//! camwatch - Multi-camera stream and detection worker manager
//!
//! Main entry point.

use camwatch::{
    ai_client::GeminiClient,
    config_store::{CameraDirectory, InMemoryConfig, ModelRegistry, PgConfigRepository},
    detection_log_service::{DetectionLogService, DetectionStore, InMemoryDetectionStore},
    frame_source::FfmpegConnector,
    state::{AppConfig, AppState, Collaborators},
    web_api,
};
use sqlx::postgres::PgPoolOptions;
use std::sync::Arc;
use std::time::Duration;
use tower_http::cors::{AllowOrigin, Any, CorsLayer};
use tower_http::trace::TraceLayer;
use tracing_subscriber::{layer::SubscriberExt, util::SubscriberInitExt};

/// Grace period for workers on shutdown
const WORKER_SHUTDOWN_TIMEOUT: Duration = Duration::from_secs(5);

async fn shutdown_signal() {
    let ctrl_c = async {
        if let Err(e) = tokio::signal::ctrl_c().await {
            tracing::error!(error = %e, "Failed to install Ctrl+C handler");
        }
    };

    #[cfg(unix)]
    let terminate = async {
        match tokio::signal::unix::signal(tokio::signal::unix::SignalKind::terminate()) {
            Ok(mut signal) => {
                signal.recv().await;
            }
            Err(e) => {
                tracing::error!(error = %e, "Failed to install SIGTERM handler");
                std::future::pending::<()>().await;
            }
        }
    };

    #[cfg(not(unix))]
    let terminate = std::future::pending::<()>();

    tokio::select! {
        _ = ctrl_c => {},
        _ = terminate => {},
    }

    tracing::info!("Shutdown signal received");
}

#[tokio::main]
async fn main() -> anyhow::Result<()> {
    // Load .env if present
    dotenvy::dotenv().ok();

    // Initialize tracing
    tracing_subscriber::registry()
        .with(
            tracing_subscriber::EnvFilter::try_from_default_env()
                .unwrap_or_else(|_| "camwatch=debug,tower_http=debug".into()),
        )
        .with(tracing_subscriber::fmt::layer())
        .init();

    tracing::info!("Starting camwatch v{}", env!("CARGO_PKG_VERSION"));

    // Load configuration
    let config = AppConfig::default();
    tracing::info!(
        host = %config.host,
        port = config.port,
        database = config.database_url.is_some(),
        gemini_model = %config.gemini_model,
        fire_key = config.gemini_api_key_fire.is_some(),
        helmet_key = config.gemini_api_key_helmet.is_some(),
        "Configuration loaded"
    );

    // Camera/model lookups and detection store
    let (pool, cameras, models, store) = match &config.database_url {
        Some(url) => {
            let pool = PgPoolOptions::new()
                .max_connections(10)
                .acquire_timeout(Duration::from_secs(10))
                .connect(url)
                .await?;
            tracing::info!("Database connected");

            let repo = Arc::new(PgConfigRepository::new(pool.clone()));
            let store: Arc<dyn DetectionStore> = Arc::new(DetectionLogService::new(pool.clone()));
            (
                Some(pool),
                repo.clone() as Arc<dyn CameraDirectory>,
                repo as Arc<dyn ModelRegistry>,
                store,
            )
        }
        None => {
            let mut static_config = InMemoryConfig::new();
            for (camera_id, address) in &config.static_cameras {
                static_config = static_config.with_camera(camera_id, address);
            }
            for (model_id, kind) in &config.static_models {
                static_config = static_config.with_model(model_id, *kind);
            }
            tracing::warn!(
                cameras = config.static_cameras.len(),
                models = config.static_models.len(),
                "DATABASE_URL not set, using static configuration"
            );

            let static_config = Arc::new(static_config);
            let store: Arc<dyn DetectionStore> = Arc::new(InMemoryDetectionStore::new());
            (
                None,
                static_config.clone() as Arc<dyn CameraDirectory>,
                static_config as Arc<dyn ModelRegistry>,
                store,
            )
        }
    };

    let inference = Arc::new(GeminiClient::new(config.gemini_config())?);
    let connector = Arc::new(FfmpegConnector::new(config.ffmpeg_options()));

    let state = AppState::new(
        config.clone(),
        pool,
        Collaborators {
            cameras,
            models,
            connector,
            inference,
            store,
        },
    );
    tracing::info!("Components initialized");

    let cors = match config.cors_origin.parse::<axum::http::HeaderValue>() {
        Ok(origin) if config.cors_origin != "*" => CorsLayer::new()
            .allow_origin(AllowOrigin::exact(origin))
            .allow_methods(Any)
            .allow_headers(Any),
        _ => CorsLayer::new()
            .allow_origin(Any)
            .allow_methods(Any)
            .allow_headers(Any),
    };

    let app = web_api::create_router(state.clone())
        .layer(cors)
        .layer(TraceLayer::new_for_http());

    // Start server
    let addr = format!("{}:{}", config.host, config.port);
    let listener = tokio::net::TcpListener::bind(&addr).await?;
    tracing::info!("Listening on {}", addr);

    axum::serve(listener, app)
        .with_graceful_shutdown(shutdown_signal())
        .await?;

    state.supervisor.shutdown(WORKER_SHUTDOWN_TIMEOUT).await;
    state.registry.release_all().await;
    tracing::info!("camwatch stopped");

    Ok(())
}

+++

• TASK OBJECTIVE
Pull each line containing the word "AllowOrigin" out of the data above.

• TASK SOLUTION
use tower_http::cors::{AllowOrigin, Any, CorsLayer};
            .allow_origin(AllowOrigin::exact(origin))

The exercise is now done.